NASHVILLE, Tenn. (WKRN) — Not even two years old at her death, Nashville’s medical examiner says 23-month-old Ariel Rose died from accidental fentanyl toxicity.

“She had the biggest smile that you could even imagine,” remembered her uncle Michael Rose. “Everything made her happy, [and] anything could make her happy.”

In November, Ariel’s uncle and grandfather spoke to News 2 about how they tried to get her into the Tennessee Department of Children’s Services custody after seeing her in a homeless encampment.

“She was surrounded by drugs,” Michael said on the day they buried Ariel. “You open up the tarp and there is a bunch of trash laying around feces. It’s just disgusting.”

However, despite multiple calls, they said DCS never called them back.

“It’s like talking to a brick wall when it comes to DCS,” Michael said.

DCS did not respond to a request for comment on the medical examiner’s report, but after Ariel’s death, officials said they can’t identify people who report child abuse or neglect.

The department also added, “It is the practice for DCS to petition the court when parents cannot care for their children and they are not safe. The court must then determine custodial matters.”

However, this isn’t the only time in recent months a family member has blamed DCS for a child’s death.

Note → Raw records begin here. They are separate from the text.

//! Bounded queue collector used on the serving path.
//!
//! # Design
//! - `collect_message` never blocks: a full queue is reported to the caller instead of
//!   applying backpressure to the served call.
//! - `Ok(())` means the message was accepted for delivery; persistence happens on the
//!   drain task.
//! - Identifiers are assigned before enqueueing, so a rejected message leaves a gap.
//! - The shared queue depth gauge is adjusted by deltas so several collectors can report
//!   into one registry; a dropped receiver subtracts whatever it still held.

use std::num::NonZeroUsize;
use std::sync::Arc;
use std::sync::atomic::{AtomicU64, Ordering};

use reqlog_core::{LogCollector, LogMessage};
use reqlog_telemetry::Metrics;
use tokio::sync::mpsc::{self, Receiver, Sender, error::TrySendError};
use tracing::trace;

use crate::envelope::{EnvelopeId, LogEnvelope};
use crate::error::CollectorError;

/// Collector that queues messages for a background drain task.
#[derive(Clone)]
pub struct ChannelCollector {
    sender: Sender<LogEnvelope>,
    next_id: Arc<AtomicU64>,
    metrics: Option<Metrics>,
}

/// Receiving half of a [`ChannelCollector`] queue.
pub struct LogReceiver {
    receiver: Receiver<LogEnvelope>,
    metrics: Option<Metrics>,
}

impl ChannelCollector {
    /// Create a collector whose queue holds at most `capacity` messages.
    #[must_use]
    pub fn new(capacity: NonZeroUsize) -> (Self, LogReceiver) {
        let (sender, receiver) = mpsc::channel(capacity.get());
        (
            Self {
                sender,
                next_id: Arc::new(AtomicU64::new(1)),
                metrics: None,
            },
            LogReceiver {
                receiver,
                metrics: None,
            },
        )
    }

    /// Create a collector and receiver that report queue depth to `metrics`.
    #[must_use]
    pub fn with_metrics(capacity: NonZeroUsize, metrics: &Metrics) -> (Self, LogReceiver) {
        let (mut collector, mut receiver) = Self::new(capacity);
        collector.metrics = Some(metrics.clone());
        receiver.metrics = Some(metrics.clone());
        (collector, receiver)
    }

    /// Messages currently waiting in the queue.
    #[must_use]
    pub fn queue_depth(&self) -> usize {
        self.sender.max_capacity() - self.sender.capacity()
    }

    /// Whether the drain side has been dropped.
    #[must_use]
    pub fn is_closed(&self) -> bool {
        self.sender.is_closed()
    }

    /// Queue `message` and return the identifier of its envelope.
    ///
    /// # Errors
    ///
    /// Returns [`CollectorError::QueueFull`] when no slot is free and
    /// [`CollectorError::Closed`] when the receiver is gone.
    pub fn enqueue(&self, message: LogMessage) -> Result<EnvelopeId, CollectorError> {
        let id = self.next_id.fetch_add(1, Ordering::Relaxed);
        // Counted before the send so a fast receiver never drives the gauge negative.
        if let Some(metrics) = &self.metrics {
            metrics.queue_enqueued();
        }
        let result = self.sender.try_send(LogEnvelope::new(id, message));
        if result.is_err() {
            report_dequeued(self.metrics.as_ref(), 1);
        }
        match result {
            Ok(()) => {
                trace!(id, depth = self.queue_depth(), "log message queued");
                Ok(id)
            }
            Err(TrySendError::Full(_)) => Err(CollectorError::QueueFull {
                capacity: self.sender.max_capacity(),
            }),
            Err(TrySendError::Closed(_)) => Err(CollectorError::Closed),
        }
    }
}

impl LogCollector for ChannelCollector {
    fn collect_message(&self, message: LogMessage) -> anyhow::Result<()> {
        self.enqueue(message)?;
        Ok(())
    }
}

impl LogReceiver {
    /// Wait for the next queued envelope; `None` once every collector handle is dropped
    /// and the queue is empty.
    pub async fn recv(&mut self) -> Option<LogEnvelope> {
        let envelope = self.receiver.recv().await;
        if envelope.is_some() {
            report_dequeued(self.metrics.as_ref(), 1);
        }
        envelope
    }

    /// Take the next envelope if one is already queued.
    pub fn try_recv(&mut self) -> Option<LogEnvelope> {
        let envelope = self.receiver.try_recv().ok();
        if envelope.is_some() {
            report_dequeued(self.metrics.as_ref(), 1);
        }
        envelope
    }

    /// Stop accepting new messages; queued envelopes can still be received.
    pub fn close(&mut self) {
        self.receiver.close();
    }
}

impl Drop for LogReceiver {
    fn drop(&mut self) {
        if self.metrics.is_none() {
            return;
        }
        self.receiver.close();
        let mut discarded = 0;
        while self.receiver.try_recv().is_ok() {
            discarded += 1;
        }
        report_dequeued(self.metrics.as_ref(), discarded);
    }
}

fn report_dequeued(metrics: Option<&Metrics>, count: usize) {
    if count > 0
        && let Some(metrics) = metrics
    {
        metrics.queue_dequeued(count);
    }
}
//! Metadata and message types carried by request loggers.
//!
//! # Design
//! - Pure data carriers; nothing in here performs IO or sampling.
//! - [`LogMessage`] is opaque to the loggers: they move it to a collector and never
//!   look inside.

use serde::{Deserialize, Serialize};
use serde_json::Value;

/// Identifies which model (and optionally which version) served a call.
#[derive(Debug, Clone, Default, Serialize, Deserialize, PartialEq, Eq, Hash)]
pub struct ModelSpec {
    /// Model name as routed by the serving front end.
    pub name: String,
    /// Concrete version that handled the call, when known.
    #[serde(default, skip_serializing_if = "Option::is_none")]
    pub version: Option<i64>,
}

impl ModelSpec {
    /// Build a spec for the latest version of `name`.
    #[must_use]
    pub fn new(name: impl Into<String>) -> Self {
        Self {
            name: name.into(),
            version: None,
        }
    }

    /// Pin the spec to a concrete version.
    #[must_use]
    pub const fn with_version(mut self, version: i64) -> Self {
        self.version = Some(version);
        self
    }
}

/// Probability with which calls are selected for logging.
#[derive(Debug, Clone, Copy, Default, Serialize, Deserialize, PartialEq)]
pub struct SamplingConfig {
    /// Selection probability in `[0, 1]`.
    pub sampling_rate: f64,
}

impl SamplingConfig {
    /// Sampling configuration with the given rate.
    #[must_use]
    pub const fn new(sampling_rate: f64) -> Self {
        Self { sampling_rate }
    }

    /// Log every call.
    #[must_use]
    pub const fn always() -> Self {
        Self::new(1.0)
    }

    /// Log nothing.
    #[must_use]
    pub const fn never() -> Self {
        Self::new(0.0)
    }
}

/// Metadata snapshot recorded alongside every log message.
///
/// The sampling configuration and deployment tags are always the ones configured on
/// the logger that produced the snapshot; see [`crate::MetadataAssembler`].
#[derive(Debug, Clone, Default, Serialize, Deserialize, PartialEq)]
pub struct LogMetadata {
    /// Model that served the call.
    pub model_spec: ModelSpec,
    /// Sampling configuration in effect when the call was selected.
    #[serde(default)]
    pub sampling_config: SamplingConfig,
    /// Deployment tags (for example `serve`, `tpu`) in configured order, without duplicates.
    #[serde(default)]
    pub deployment_tags: Vec<String>,
}

impl LogMetadata {
    /// Partial metadata carrying only the model identity.
    #[must_use]
    pub fn for_model(model_spec: ModelSpec) -> Self {
        Self {
            model_spec,
            ..Self::default()
        }
    }
}

/// RPC kinds that can produce a log message.
#[derive(Debug, Clone, Copy, Serialize, Deserialize, PartialEq, Eq, Hash)]
#[serde(rename_all = "snake_case")]
pub enum RpcKind {
    /// Tensor-in, tensor-out prediction.
    Predict,
    /// Classification over examples.
    Classify,
    /// Regression over examples.
    Regress,
    /// Several inference tasks answered by one call.
    MultiInference,
    /// Raw session run.
    SessionRun,
}

impl RpcKind {
    /// Machine-friendly discriminator.
    #[must_use]
    pub const fn as_str(self) -> &'static str {
        match self {
            Self::Predict => "predict",
            Self::Classify => "classify",
            Self::Regress => "regress",
            Self::MultiInference => "multi_inference",
            Self::SessionRun => "session_run",
        }
    }
}

/// Opaque log payload handed to a collector.
#[derive(Debug, Clone, Serialize, Deserialize, PartialEq)]
pub struct LogMessage {
    /// RPC kind that produced the record.
    pub kind: RpcKind,
    /// Metadata assembled by the logger.
    pub metadata: LogMetadata,
    /// Request body, type-erased.
    pub request: Value,
    /// Response body, type-erased.
    pub response: Value,
}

The grandmother of a child with cerebral palsy said she reached out to the department after seeing the conditions her grandson was living in.

“We’ve tried – family members, friends, schools and hospitals have been trying for years to get DCS to step in and either take him or get my daughter some help, and it’s not helped,” Dawn Maddox said.

To get answers and hold people accountable for the death of his granddaughter, Mickey Rose has hired Branstetter, Stranch & Jennings, PLLC to represent him.

While not specifically mentioning DCS or any other person or organization in an interview, Gerard Stranch said he and his team are going to be looking at Ariel’s case from all sides and hope their efforts bring about lasting change.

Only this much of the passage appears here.